Jun 10, 2022 Source: Cainiu Health
Dr. Liu Wan
Introduction
Primary, secondary, and tertiary syphilis are typically diagnosed based on clinical symptoms: 1. Primary syphilis: Lesions usually appear on the genitalia. 2. Secondary syphilis: Generally occurs 2–3 months after infection and may cause roseola or psoriasis-like rashes on the limbs and body. 3. Tertiary syphilis: Often leads to abnormalities in the bones and cardiovascular system, potentially causing localized pain.

Primary, secondary, and tertiary syphilis are typically diagnosed based on clinical symptoms.

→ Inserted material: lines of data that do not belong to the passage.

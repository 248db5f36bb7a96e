//! Software timer module
//!
//! Timers run their callback on the kernel's timer service task. The kernel
//! only knows a boxed closure that owns the user callback together with its
//! argument and calls it with the layer's own handle; the closure is dropped
//! with the kernel timer when the timer is deleted.

use alloc::boxed::Box;
use alloc::string::String;

use crate::config::CFG_MAX_DELAY;
use crate::core::kernel::Espos;
use crate::core::registry::handle_type;
use crate::error::{EsposError, EsposResult};
use crate::port::{Kernel, KernelTimerCallback};
use crate::types::{Tick, TimerChange, TimerOpt};

handle_type!(
    /// Software timer handle
    TimerHandle
);

pub(crate) struct TimerRecord<K: Kernel> {
    raw: K::Timer,
    name: String,
}

impl<K: Kernel> Clone for TimerRecord<K> {
    fn clone(&self) -> Self {
        TimerRecord {
            raw: self.raw.clone(),
            name: self.name.clone(),
        }
    }
}

impl<K: Kernel> Espos<K> {
    /// Create a software timer
    ///
    /// # Arguments
    /// * `name` - Timer name
    /// * `callback` - Called on expiry with the timer's handle and `arg`
    /// * `arg` - Argument owned by the timer until it is deleted
    /// * `period` - Expiry period in ticks, non-zero
    /// * `opt` - Reload and start options
    ///
    /// # Returns
    /// * `Err(EsposError::Canceled)` - [`TimerOpt::AUTO_START`] was given and
    ///   the kernel refused to start the timer; nothing was created
    pub fn timer_create<A, F>(
        &self,
        name: &str,
        mut callback: F,
        arg: A,
        period: Tick,
        opt: TimerOpt,
    ) -> EsposResult<TimerHandle>
    where
        A: Send + 'static,
        F: FnMut(TimerHandle, &A) + Send + 'static,
    {
        if self.in_isr() {
            return Err(EsposError::CalledFromIsr);
        }

        if name.is_empty() || period == 0 {
            return Err(EsposError::InvalidArgument);
        }

        let handle = self.timers.reserve()?;
        let timer = TimerHandle(handle);
        let shim: KernelTimerCallback = Box::new(move || callback(timer, &arg));

        let auto_reload = opt.contains(TimerOpt::AUTO_RELOAD);
        let Some(raw) = self.kernel.timer_create(name, period, auto_reload, shim) else {
            self.timers.remove(handle);
            return Err(EsposError::OutOfMemory);
        };

        let record = TimerRecord {
            raw: raw.clone(),
            name: String::from(name),
        };
        if self.timers.fill(handle, record).is_err() {
            self.kernel.timer_delete(&raw, CFG_MAX_DELAY);
            return Err(EsposError::InvalidArgument);
        }

        if opt.contains(TimerOpt::AUTO_START) && !self.kernel.timer_start(&raw, CFG_MAX_DELAY) {
            self.timers.remove(handle);
            self.kernel.timer_delete(&raw, CFG_MAX_DELAY);
            return Err(EsposError::Canceled);
        }

        crate::debug!("espos: timer {} created, period {}", handle.get(), period);
        Ok(timer)
    }

    /// Start a timer, or restart it if already running
    pub fn timer_start(&self, timer: TimerHandle) -> EsposResult<()> {
        let raw = self.timer_raw(timer)?;

        self.dispatch(
            |woken| accepted(self.kernel.timer_start_from_isr(&raw, woken)),
            || accepted(self.kernel.timer_start(&raw, CFG_MAX_DELAY)),
        )
    }

    /// Stop a timer; its callback will not run until it is started again
    pub fn timer_stop(&self, timer: TimerHandle) -> EsposResult<()> {
        let raw = self.timer_raw(timer)?;

        self.dispatch(
            |woken| accepted(self.kernel.timer_stop_from_isr(&raw, woken)),
            || accepted(self.kernel.timer_stop(&raw, CFG_MAX_DELAY)),
        )
    }

    /// Reconfigure a timer
    ///
    /// Only [`TimerChange::Period`] is supported; `value` is then the new
    /// non-zero period in ticks and the timer is (re)started with it.
    pub fn timer_change(
        &self,
        timer: TimerHandle,
        change: TimerChange,
        value: Tick,
    ) -> EsposResult<()> {
        let raw = self.timer_raw(timer)?;

        match change {
            TimerChange::Period if value != 0 => self.dispatch(
                |woken| accepted(self.kernel.timer_change_period_from_isr(&raw, value, woken)),
                || accepted(self.kernel.timer_change_period(&raw, value, CFG_MAX_DELAY)),
            ),
            _ => Err(EsposError::InvalidArgument),
        }
    }

    /// Whether a timer is counting down
    pub fn timer_is_active(&self, timer: TimerHandle) -> EsposResult<bool> {
        let raw = self.timer_raw(timer)?;
        Ok(self.kernel.timer_is_active(&raw))
    }

    /// Name of a timer
    pub fn timer_get_name(&self, timer: TimerHandle) -> EsposResult<String> {
        self.timer_record(timer).map(|record| record.name)
    }

    /// Delete a timer and drop its callback and argument
    ///
    /// If the kernel refuses, the timer stays valid and `Canceled` is returned.
    pub fn timer_del(&self, timer: TimerHandle) -> EsposResult<()> {
        if self.in_isr() {
            return Err(EsposError::CalledFromIsr);
        }

        let raw = self.timer_raw(timer)?;
        if !self.kernel.timer_delete(&raw, CFG_MAX_DELAY) {
            return Err(EsposError::Canceled);
        }

        self.timers.remove(timer.0);
        crate::debug!("espos: timer {} deleted", timer.as_raw());
        Ok(())
    }

    fn timer_record(&self, timer: TimerHandle) -> EsposResult<TimerRecord<K>> {
        self.timers.get(timer.0).ok_or(EsposError::InvalidArgument)
    }

    fn timer_raw(&self, timer: TimerHandle) -> EsposResult<K::Timer> {
        self.timers
            .with(timer.0, |record| record.raw.clone())
            .ok_or(EsposError::InvalidArgument)
    }
}

#[inline]
fn accepted(ok: bool) -> EsposResult<()> {
    if ok {
        Ok(())
    } else {
        Err(EsposError::Canceled)
    }
}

1. Primary syphilis: Lesions usually appear on the genitalia, presenting as localized, indurated, reddish plaques. Dark-red, raised lesions may also develop, accompanied by noticeable local pruritus and swelling. Treatment generally involves antibiotics prescribed by a physician—commonly penicillin, tetracycline hydrochloride, or erythromycin.

2. Secondary syphilis: Typically occurring 2–3 months after infection, it may manifest as pityriasis rosea- or psoriasis-like rashes on the limbs, localized lymphadenopathy, or dark-red infiltrative lesions around the anus. Treatment options include minocycline or penicillin, administered per medical prescription.

3. Tertiary syphilis: This stage often affects the skeletal and cardiovascular systems, causing localized pain, arthralgia, and, in severe cases, impaired mobility. Intravenous penicillin is the standard treatment, as prescribed by a physician; alternatively, oral ceftriaxone may be used.

During treatment and recovery, strict attention to personal hygiene is essential—avoid wearing contaminated undergarments.